# Provided information
************

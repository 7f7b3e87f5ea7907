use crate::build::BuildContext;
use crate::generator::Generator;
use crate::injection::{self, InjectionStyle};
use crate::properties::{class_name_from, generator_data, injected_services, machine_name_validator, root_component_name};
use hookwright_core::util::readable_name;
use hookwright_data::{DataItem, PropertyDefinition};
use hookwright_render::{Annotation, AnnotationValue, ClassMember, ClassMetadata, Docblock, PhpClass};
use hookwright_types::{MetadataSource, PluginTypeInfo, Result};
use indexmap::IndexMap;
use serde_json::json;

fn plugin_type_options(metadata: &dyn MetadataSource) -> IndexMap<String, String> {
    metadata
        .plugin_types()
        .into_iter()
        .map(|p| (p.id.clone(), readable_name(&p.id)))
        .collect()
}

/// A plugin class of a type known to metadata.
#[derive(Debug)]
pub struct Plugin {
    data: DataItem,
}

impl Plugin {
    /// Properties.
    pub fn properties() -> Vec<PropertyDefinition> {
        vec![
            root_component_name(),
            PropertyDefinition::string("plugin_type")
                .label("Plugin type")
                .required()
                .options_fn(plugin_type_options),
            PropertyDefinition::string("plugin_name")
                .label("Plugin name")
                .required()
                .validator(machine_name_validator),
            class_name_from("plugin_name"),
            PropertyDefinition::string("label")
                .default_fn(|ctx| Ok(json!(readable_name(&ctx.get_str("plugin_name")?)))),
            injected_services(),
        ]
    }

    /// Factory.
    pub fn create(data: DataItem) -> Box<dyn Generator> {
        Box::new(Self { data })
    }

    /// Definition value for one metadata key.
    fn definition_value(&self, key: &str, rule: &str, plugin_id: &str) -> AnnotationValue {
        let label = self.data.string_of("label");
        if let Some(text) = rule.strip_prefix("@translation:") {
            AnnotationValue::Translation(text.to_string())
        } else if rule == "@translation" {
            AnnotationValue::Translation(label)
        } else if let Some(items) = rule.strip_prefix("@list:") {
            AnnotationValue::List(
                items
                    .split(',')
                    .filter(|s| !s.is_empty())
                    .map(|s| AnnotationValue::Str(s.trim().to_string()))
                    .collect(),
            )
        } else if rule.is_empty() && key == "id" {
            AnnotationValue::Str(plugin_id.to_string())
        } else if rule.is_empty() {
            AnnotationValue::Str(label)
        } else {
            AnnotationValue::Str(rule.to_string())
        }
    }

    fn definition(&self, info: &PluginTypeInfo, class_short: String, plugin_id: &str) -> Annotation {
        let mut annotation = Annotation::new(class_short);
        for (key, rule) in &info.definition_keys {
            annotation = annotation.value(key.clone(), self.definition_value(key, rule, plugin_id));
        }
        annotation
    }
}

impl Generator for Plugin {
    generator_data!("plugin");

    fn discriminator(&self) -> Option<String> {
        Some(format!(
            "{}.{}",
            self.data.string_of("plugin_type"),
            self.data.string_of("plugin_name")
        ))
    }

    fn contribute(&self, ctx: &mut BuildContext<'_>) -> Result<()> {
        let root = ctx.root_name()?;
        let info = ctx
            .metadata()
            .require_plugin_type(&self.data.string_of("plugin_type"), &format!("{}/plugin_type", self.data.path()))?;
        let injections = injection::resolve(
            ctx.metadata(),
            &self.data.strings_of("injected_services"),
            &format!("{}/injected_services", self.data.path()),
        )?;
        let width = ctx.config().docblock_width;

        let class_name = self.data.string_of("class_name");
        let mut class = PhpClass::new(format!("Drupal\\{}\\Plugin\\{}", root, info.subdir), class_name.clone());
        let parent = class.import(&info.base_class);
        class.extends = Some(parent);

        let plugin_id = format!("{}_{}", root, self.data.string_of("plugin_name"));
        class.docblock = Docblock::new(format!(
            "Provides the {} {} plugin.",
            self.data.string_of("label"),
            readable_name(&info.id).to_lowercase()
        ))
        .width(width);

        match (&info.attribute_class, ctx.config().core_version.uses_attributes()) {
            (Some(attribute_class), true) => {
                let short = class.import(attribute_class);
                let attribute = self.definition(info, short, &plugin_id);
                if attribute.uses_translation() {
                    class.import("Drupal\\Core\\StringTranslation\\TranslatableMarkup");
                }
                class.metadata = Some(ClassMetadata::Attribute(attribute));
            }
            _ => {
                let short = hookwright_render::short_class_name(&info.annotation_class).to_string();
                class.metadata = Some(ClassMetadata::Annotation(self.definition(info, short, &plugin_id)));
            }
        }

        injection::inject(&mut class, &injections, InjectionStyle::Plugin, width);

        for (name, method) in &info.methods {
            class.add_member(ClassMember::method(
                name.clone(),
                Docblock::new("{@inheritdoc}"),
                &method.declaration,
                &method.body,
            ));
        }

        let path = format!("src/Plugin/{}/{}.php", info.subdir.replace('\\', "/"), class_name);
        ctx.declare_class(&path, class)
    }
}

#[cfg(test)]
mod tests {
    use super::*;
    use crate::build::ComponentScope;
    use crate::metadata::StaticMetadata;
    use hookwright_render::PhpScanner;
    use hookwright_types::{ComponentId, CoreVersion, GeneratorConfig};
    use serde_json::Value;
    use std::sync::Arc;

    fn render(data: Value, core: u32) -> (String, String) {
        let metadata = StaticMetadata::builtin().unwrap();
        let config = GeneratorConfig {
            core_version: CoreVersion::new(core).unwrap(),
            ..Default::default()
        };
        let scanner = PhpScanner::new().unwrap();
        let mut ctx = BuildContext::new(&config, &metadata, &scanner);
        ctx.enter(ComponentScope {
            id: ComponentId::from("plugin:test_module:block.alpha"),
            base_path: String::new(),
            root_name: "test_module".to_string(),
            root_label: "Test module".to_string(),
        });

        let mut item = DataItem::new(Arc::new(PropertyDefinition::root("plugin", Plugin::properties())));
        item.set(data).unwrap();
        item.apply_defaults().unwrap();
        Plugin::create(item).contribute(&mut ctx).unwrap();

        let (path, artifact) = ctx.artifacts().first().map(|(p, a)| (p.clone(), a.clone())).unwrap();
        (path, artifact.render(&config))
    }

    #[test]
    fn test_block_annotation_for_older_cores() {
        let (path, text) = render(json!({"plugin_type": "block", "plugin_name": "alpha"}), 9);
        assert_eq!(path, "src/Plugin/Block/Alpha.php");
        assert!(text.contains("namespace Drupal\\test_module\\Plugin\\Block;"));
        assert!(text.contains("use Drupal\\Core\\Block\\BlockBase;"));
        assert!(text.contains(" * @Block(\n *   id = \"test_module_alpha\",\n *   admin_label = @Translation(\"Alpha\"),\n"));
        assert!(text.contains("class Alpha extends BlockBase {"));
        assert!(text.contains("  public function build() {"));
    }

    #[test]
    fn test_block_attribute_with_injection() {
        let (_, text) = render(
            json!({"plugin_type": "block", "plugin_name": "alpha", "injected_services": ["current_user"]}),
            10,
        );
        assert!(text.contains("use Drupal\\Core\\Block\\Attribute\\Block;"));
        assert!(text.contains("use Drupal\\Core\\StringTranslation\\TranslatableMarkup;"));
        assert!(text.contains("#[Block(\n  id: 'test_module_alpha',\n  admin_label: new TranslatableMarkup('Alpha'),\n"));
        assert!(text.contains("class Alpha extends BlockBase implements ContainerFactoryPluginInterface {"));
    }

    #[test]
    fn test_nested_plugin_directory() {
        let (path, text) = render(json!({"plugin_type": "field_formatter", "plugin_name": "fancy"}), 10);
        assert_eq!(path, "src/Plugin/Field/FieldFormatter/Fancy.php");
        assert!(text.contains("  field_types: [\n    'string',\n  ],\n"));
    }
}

************

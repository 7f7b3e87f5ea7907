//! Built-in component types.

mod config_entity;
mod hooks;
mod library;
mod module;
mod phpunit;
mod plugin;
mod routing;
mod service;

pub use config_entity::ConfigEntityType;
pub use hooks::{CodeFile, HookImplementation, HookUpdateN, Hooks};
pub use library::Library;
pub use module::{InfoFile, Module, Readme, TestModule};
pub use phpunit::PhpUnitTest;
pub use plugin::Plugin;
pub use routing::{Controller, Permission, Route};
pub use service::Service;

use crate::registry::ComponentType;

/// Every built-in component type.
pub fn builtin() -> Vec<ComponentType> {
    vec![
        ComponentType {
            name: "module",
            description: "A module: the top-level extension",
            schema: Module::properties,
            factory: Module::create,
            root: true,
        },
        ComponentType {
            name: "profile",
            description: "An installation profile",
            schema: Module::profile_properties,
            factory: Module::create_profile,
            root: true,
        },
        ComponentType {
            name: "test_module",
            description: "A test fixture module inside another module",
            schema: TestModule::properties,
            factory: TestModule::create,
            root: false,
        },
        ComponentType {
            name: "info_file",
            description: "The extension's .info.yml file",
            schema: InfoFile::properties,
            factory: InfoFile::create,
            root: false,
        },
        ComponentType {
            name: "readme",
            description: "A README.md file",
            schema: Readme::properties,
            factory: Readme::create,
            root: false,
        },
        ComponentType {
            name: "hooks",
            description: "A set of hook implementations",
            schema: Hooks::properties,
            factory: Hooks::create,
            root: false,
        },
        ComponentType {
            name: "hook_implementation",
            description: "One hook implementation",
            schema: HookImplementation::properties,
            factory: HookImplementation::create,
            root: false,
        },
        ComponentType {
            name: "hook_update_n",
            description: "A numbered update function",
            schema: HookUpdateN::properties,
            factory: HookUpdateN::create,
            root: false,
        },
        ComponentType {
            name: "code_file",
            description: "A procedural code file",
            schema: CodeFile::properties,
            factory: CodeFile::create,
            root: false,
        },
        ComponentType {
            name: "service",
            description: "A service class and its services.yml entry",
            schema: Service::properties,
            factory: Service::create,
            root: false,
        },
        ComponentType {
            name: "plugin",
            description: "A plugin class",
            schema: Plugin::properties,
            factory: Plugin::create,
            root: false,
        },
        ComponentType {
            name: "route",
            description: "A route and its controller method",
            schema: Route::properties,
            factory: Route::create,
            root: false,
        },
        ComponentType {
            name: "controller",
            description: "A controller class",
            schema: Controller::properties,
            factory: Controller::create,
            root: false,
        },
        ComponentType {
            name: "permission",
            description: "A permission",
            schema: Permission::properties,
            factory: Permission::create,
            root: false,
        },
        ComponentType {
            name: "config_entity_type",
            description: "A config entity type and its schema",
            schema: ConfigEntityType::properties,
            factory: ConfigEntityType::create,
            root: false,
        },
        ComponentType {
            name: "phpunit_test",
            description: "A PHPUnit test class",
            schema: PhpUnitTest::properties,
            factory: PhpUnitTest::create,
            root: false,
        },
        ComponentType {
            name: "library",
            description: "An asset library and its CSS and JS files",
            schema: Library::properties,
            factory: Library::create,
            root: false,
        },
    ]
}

************

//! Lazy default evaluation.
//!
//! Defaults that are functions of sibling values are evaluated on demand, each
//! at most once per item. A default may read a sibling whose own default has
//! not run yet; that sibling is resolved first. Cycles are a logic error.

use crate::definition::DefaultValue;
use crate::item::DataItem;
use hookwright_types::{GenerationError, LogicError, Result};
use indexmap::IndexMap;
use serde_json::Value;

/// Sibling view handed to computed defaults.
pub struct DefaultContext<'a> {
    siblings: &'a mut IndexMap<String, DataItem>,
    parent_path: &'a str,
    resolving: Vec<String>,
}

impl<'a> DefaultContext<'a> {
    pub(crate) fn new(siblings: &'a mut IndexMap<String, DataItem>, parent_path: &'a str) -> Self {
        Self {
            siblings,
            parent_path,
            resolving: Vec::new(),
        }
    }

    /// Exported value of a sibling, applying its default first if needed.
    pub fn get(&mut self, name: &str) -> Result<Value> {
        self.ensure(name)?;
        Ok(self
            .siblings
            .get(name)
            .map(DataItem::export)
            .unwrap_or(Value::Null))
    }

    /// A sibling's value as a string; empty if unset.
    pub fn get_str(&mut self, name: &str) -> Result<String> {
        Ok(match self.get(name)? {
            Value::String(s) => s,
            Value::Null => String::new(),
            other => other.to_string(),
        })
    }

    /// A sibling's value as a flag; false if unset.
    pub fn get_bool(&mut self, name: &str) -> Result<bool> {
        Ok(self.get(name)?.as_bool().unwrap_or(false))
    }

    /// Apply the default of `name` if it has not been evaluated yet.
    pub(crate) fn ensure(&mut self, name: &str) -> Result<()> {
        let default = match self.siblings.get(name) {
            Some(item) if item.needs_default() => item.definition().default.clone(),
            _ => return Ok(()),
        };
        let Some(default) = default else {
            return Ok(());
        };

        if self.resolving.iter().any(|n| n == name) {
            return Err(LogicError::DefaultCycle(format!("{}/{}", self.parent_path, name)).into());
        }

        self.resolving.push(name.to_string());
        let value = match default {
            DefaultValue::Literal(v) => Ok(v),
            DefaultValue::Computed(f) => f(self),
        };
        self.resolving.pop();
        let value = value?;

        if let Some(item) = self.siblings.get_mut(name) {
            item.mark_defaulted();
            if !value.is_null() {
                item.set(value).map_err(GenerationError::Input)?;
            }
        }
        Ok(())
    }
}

************

# What to produce
Select every line of the material above holding the word "DataItem" and copy it.

# Problem solution
use hookwright_data::{DataItem, PropertyDefinition};
    data: DataItem,
    pub fn create(data: DataItem) -> Box<dyn Generator> {
        let mut item = DataItem::new(Arc::new(PropertyDefinition::root("plugin", Plugin::properties())));
use crate::item::DataItem;
    siblings: &'a mut IndexMap<String, DataItem>,
    pub(crate) fn new(siblings: &'a mut IndexMap<String, DataItem>, parent_path: &'a str) -> Self {
            .map(DataItem::export)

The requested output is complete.